[Problem]: Copy each line containing "AnalysisResponse" from the listing below.

[Data extract]:
______________________________

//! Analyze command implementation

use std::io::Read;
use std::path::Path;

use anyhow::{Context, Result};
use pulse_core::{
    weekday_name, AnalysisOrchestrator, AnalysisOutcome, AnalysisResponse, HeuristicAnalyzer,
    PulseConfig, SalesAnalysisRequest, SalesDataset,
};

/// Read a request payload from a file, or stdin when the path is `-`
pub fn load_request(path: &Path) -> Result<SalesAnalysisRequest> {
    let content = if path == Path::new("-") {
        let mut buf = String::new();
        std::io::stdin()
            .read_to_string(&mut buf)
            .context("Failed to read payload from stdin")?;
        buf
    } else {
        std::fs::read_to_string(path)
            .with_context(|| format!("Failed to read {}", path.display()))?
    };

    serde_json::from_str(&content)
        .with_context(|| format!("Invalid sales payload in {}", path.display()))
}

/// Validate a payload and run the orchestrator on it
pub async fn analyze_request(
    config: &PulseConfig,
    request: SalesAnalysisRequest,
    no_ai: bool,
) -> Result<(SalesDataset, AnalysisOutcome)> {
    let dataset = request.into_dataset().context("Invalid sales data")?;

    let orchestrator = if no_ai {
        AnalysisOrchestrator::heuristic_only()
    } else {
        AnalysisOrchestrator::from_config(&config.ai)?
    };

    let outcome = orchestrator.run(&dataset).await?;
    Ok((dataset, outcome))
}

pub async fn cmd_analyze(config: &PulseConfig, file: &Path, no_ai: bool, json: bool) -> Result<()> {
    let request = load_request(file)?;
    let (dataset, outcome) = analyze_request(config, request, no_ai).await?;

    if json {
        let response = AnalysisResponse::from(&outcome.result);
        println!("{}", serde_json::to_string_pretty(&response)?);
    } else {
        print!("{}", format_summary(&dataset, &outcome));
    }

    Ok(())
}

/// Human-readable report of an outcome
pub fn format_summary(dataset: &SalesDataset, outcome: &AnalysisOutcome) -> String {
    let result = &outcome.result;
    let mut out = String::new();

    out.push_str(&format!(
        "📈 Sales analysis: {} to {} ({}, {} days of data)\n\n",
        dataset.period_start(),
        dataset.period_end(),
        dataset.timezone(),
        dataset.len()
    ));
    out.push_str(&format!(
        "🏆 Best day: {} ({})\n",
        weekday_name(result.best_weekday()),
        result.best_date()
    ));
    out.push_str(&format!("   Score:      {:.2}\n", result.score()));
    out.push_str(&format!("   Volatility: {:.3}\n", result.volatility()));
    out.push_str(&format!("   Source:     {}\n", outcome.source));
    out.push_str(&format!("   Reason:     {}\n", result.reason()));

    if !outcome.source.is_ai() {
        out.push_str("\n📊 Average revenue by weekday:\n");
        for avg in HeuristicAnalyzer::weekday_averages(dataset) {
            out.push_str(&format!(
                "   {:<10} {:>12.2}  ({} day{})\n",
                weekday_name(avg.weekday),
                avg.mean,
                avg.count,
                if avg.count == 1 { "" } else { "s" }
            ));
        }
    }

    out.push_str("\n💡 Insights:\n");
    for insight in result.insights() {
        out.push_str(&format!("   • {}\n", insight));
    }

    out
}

______________________________

[Written answer]:
    weekday_name, AnalysisOrchestrator, AnalysisOutcome, AnalysisResponse, HeuristicAnalyzer,
        let response = AnalysisResponse::from(&outcome.result);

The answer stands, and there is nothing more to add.